Task details
Determine how many lines of the entries that follow contain "SummaryEntry", and respond with that number alone.

Records supplied
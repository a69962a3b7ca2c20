//! Console reporting
//!
//! Renders per-output results and the directory summary as plain text lines.
//! Results go to the stdout sink, conversion errors to the stderr sink.

use crate::models::{ConversionResult, OutputFormat};
use crate::summary::DirectorySummary;
use crate::Result;
use std::io::{self, Write};
use std::sync::{Arc, Mutex};

/// Round to one decimal place, ties away from zero. `{:.1}` alone rounds
/// exact ties to even.
fn round_tenths(value: f64) -> f64 {
    (value * 10.0).round() / 10.0
}

/// Size in KiB with one decimal place.
pub fn format_kib(bytes: u64) -> String {
    format!("{:.1}", round_tenths(bytes as f64 / 1024.0))
}

/// Savings percentage with one decimal place.
pub fn format_savings(output_bytes: u64, source_bytes: u64) -> String {
    format!("{:.1}", round_tenths(savings_percent(output_bytes, source_bytes)))
}

/// Relative size reduction of an output against its source, in percent.
/// An empty source reports no savings.
pub fn savings_percent(output_bytes: u64, source_bytes: u64) -> f64 {
    if source_bytes == 0 {
        return 0.0;
    }
    (1.0 - output_bytes as f64 / source_bytes as f64) * 100.0
}

pub struct Reporter {
    out: Box<dyn Write + Send>,
    err: Box<dyn Write + Send>,
}

impl Reporter {
    pub fn new(out: Box<dyn Write + Send>, err: Box<dyn Write + Send>) -> Self {
        Self { out, err }
    }

    pub fn stdio() -> Self {
        Self::new(Box::new(io::stdout()), Box::new(io::stderr()))
    }

    pub fn title(&mut self, catalog_name: &str) -> Result<()> {
        writeln!(self.out, "🖼️  Image Optimization for {}", catalog_name)?;
        self.blank()
    }

    pub fn skipped(&mut self, source: &str) -> Result<()> {
        writeln!(self.out, "⚠️  Skipping {} (not found)", source)?;
        Ok(())
    }

    pub fn job(&mut self, source: &str, source_bytes: u64) -> Result<()> {
        writeln!(self.out, "📁 {} ({} KB)", source, format_kib(source_bytes))?;
        Ok(())
    }

    pub fn standard_output(
        &mut self,
        result: &ConversionResult,
        source_bytes: u64,
    ) -> Result<()> {
        writeln!(
            self.out,
            "  {}: {} KB ({}% smaller)",
            result.output_name,
            format_kib(result.byte_size),
            format_savings(result.byte_size, source_bytes)
        )?;
        Ok(())
    }

    pub fn standard_error(
        &mut self,
        output_name: &str,
        format: OutputFormat,
        message: &str,
    ) -> Result<()> {
        writeln!(
            self.err,
            "  ❌ Error converting {} to {}: {}",
            output_name, format, message
        )?;
        Ok(())
    }

    pub fn responsive_header(&mut self) -> Result<()> {
        writeln!(self.out, "  📐 Responsive versions:")?;
        Ok(())
    }

    pub fn responsive_output(&mut self, result: &ConversionResult) -> Result<()> {
        writeln!(
            self.out,
            "    {}: {} KB",
            result.output_name,
            format_kib(result.byte_size)
        )?;
        Ok(())
    }

    pub fn responsive_error(&mut self, output_name: &str, message: &str) -> Result<()> {
        writeln!(self.err, "    ❌ Error converting {}: {}", output_name, message)?;
        Ok(())
    }

    pub fn blank(&mut self) -> Result<()> {
        writeln!(self.out)?;
        Ok(())
    }

    pub fn complete(&mut self) -> Result<()> {
        writeln!(self.out, "✅ Image optimization complete!")?;
        self.blank()
    }

    pub fn summary(&mut self, summary: &DirectorySummary) -> Result<()> {
        writeln!(self.out, "📊 Summary:")?;
        for entry in &summary.entries {
            writeln!(self.out, "  {}: {} KB", entry.name, format_kib(entry.byte_size))?;
        }

        if summary.total_original > 0 && summary.total_optimized > 0 {
            self.blank()?;
            writeln!(
                self.out,
                "💾 Total original: {} KB",
                format_kib(summary.total_original)
            )?;
            writeln!(
                self.out,
                "💾 Total optimized (all sizes): {} KB",
                format_kib(summary.total_optimized)
            )?;
        }

        self.out.flush()?;
        self.err.flush()?;
        Ok(())
    }
}

/// Cloneable in-memory sink; clones share one buffer.
#[derive(Clone, Default)]
pub struct CaptureBuffer {
    bytes: Arc<Mutex<Vec<u8>>>,
}

impl CaptureBuffer {
    pub fn new() -> Self {
        Self::default()
    }

    pub fn contents(&self) -> String {
        String::from_utf8_lossy(&self.bytes.lock().unwrap()).to_string()
    }

    pub fn lines(&self) -> Vec<String> {
        self.contents().lines().map(str::to_string).collect()
    }
}

impl Write for CaptureBuffer {
    fn write(&mut self, buf: &[u8]) -> io::Result<usize> {
        self.bytes.lock().unwrap().extend_from_slice(buf);
        Ok(buf.len())
    }

    fn flush(&mut self) -> io::Result<()> {
        Ok(())
    }
}

#[cfg(test)]
mod tests {
    use super::*;
    use crate::summary::SummaryEntry;
    use pretty_assertions::assert_eq;

    fn capture() -> (Reporter, CaptureBuffer, CaptureBuffer) {
        let out = CaptureBuffer::new();
        let err = CaptureBuffer::new();
        let reporter = Reporter::new(Box::new(out.clone()), Box::new(err.clone()));
        (reporter, out, err)
    }

    #[test]
    fn test_format_kib() {
        assert_eq!(format_kib(0), "0.0");
        assert_eq!(format_kib(1024), "1.0");
        assert_eq!(format_kib(10_000), "9.8");
        assert_eq!(format_kib(4000), "3.9");
    }

    #[test]
    fn test_format_kib_rounds_ties_up() {
        assert_eq!(format_kib(256), "0.3");
        assert_eq!(format_kib(1280), "1.3");
        assert_eq!(format_kib(2304), "2.3");
    }

    #[test]
    fn test_format_savings_rounds_ties_away_from_zero() {
        assert_eq!(format_savings(4000, 10_000), "60.0");
        // 1 - 15/16 = 6.25% and 1 - 17/16 = -6.25%, both exact ties.
        assert_eq!(format_savings(15, 16), "6.3");
        assert_eq!(format_savings(17, 16), "-6.3");
        assert_eq!(format_savings(12_000, 10_000), "-20.0");
        assert_eq!(format_savings(100, 0), "0.0");
    }

    #[test]
    fn test_savings_percent() {
        assert_eq!(format!("{:.1}", savings_percent(4000, 10_000)), "60.0");
        assert_eq!(format!("{:.1}", savings_percent(2500, 10_000)), "75.0");
        assert_eq!(format!("{:.1}", savings_percent(1, 3)), "66.7");
        assert_eq!(format!("{:.1}", savings_percent(12_000, 10_000)), "-20.0");
        assert_eq!(savings_percent(100, 0), 0.0);
    }

    #[test]
    fn test_job_lines() {
        let (mut reporter, out, err) = capture();

        reporter.job("logo.png", 10_000).unwrap();
        reporter
            .standard_output(
                &ConversionResult {
                    output_name: "logo.webp".to_string(),
                    byte_size: 4000,
                },
                10_000,
            )
            .unwrap();
        reporter
            .standard_error("logo.avif", OutputFormat::Avif, "boom")
            .unwrap();

        assert_eq!(
            out.lines(),
            vec!["📁 logo.png (9.8 KB)", "  logo.webp: 3.9 KB (60.0% smaller)"]
        );
        assert_eq!(err.lines(), vec!["  ❌ Error converting logo.avif to avif: boom"]);
    }

    #[test]
    fn test_summary_omits_totals_when_one_side_empty() {
        let (mut reporter, out, _err) = capture();

        reporter
            .summary(&DirectorySummary {
                entries: vec![SummaryEntry {
                    name: "logo.png".to_string(),
                    byte_size: 2048,
                }],
                total_original: 2048,
                total_optimized: 0,
            })
            .unwrap();

        assert_eq!(out.lines(), vec!["📊 Summary:", "  logo.png: 2.0 KB"]);
    }

    #[test]
    fn test_summary_prints_totals() {
        let (mut reporter, out, _err) = capture();

        reporter
            .summary(&DirectorySummary {
                entries: vec![
                    SummaryEntry {
                        name: "logo.png".to_string(),
                        byte_size: 2048,
                    },
                    SummaryEntry {
                        name: "logo.webp".to_string(),
                        byte_size: 512,
                    },
                ],
                total_original: 2048,
                total_optimized: 512,
            })
            .unwrap();

        assert_eq!(
            out.lines(),
            vec![
                "📊 Summary:",
                "  logo.png: 2.0 KB",
                "  logo.webp: 0.5 KB",
                "",
                "💾 Total original: 2.0 KB",
                "💾 Total optimized (all sizes): 0.5 KB",
            ]
        );
    }
}
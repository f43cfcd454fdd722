//! Port definitions for application layer
//!
//! Ports are interfaces that define how the application interacts with
//! external systems. Adapters in the infrastructure layer implement these ports.

mod geocoding_port;
mod location_port;
mod navigation_port;
mod places_port;
mod routing_port;

pub use geocoding_port::ReverseGeocodingPort;
#[cfg(test)]
pub use geocoding_port::MockReverseGeocodingPort;
pub use location_port::{AuthorizationStatus, LocationSourcePort};
#[cfg(test)]
pub use location_port::MockLocationSourcePort;
pub use navigation_port::NavigationPort;
#[cfg(test)]
pub use navigation_port::MockNavigationPort;
pub use places_port::PlacesSearchPort;
#[cfg(test)]
pub use places_port::MockPlacesSearchPort;
pub use routing_port::RoutingPort;
#[cfg(test)]
pub use routing_port::MockRoutingPort;
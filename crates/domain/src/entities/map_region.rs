//! Map region enclosing a route preview

use serde::{Deserialize, Serialize};

use crate::value_objects::Coordinate;

/// Smallest span on either axis, so nearby points still get a usable zoom
pub const MIN_REGION_SPAN_DEGREES: f64 = 0.02;

/// A map viewport: center plus span in degrees
#[derive(Debug, Clone, Copy, PartialEq, Serialize, Deserialize)]
pub struct MapRegion {
    /// Center of the viewport
    pub center: Coordinate,
    /// Latitude span in degrees
    pub latitude_delta: f64,
    /// Longitude span in degrees
    pub longitude_delta: f64,
}

impl MapRegion {
    /// Viewport containing both coordinates
    ///
    /// Centered on the midpoint; each span is twice the absolute delta on that
    /// axis, floored at [`MIN_REGION_SPAN_DEGREES`].
    #[must_use]
    pub fn enclosing(origin: &Coordinate, destination: &Coordinate) -> Self {
        let latitude_delta = (origin.latitude() - destination.latitude()).abs() * 2.0;
        let longitude_delta = (origin.longitude() - destination.longitude()).abs() * 2.0;

        Self {
            center: origin.midpoint(destination),
            latitude_delta: latitude_delta.max(MIN_REGION_SPAN_DEGREES),
            longitude_delta: longitude_delta.max(MIN_REGION_SPAN_DEGREES),
        }
    }

    /// Whether a coordinate falls inside the viewport
    #[must_use]
    pub fn contains(&self, coordinate: &Coordinate) -> bool {
        let half_lat = self.latitude_delta / 2.0;
        let half_lon = self.longitude_delta / 2.0;
        (coordinate.latitude() - self.center.latitude()).abs() <= half_lat
            && (coordinate.longitude() - self.center.longitude()).abs() <= half_lon
    }
}

#[cfg(test)]
mod tests {
    use super::*;

    #[test]
    fn same_point_uses_minimum_span() {
        let o = Coordinate::origin();
        let region = MapRegion::enclosing(&o, &o);
        assert_eq!(region.center, Coordinate::origin());
        assert!((region.latitude_delta - 0.02).abs() < f64::EPSILON);
        assert!((region.longitude_delta - 0.02).abs() < f64::EPSILON);
    }

    #[test]
    fn span_is_twice_the_delta() {
        let a = Coordinate::new(19.0, 72.8).unwrap();
        let b = Coordinate::new(19.2, 73.0).unwrap();
        let region = MapRegion::enclosing(&a, &b);
        assert!((region.latitude_delta - 0.4).abs() < 1e-9);
        assert!((region.longitude_delta - 0.4).abs() < 1e-9);
        assert!((region.center.latitude() - 19.1).abs() < 1e-9);
        assert!((region.center.longitude() - 72.9).abs() < 1e-9);
    }

    #[test]
    fn small_delta_on_one_axis_is_floored() {
        let a = Coordinate::new(10.0, 20.0).unwrap();
        let b = Coordinate::new(10.001, 21.0).unwrap();
        let region = MapRegion::enclosing(&a, &b);
        assert!((region.latitude_delta - 0.02).abs() < f64::EPSILON);
        assert!((region.longitude_delta - 2.0).abs() < 1e-9);
    }

    #[test]
    fn both_endpoints_inside() {
        let a = Coordinate::new(52.5, 13.3).unwrap();
        let b = Coordinate::new(52.4, 13.5).unwrap();
        let region = MapRegion::enclosing(&a, &b);
        assert!(region.contains(&a));
        assert!(region.contains(&b));
    }
}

Answer
4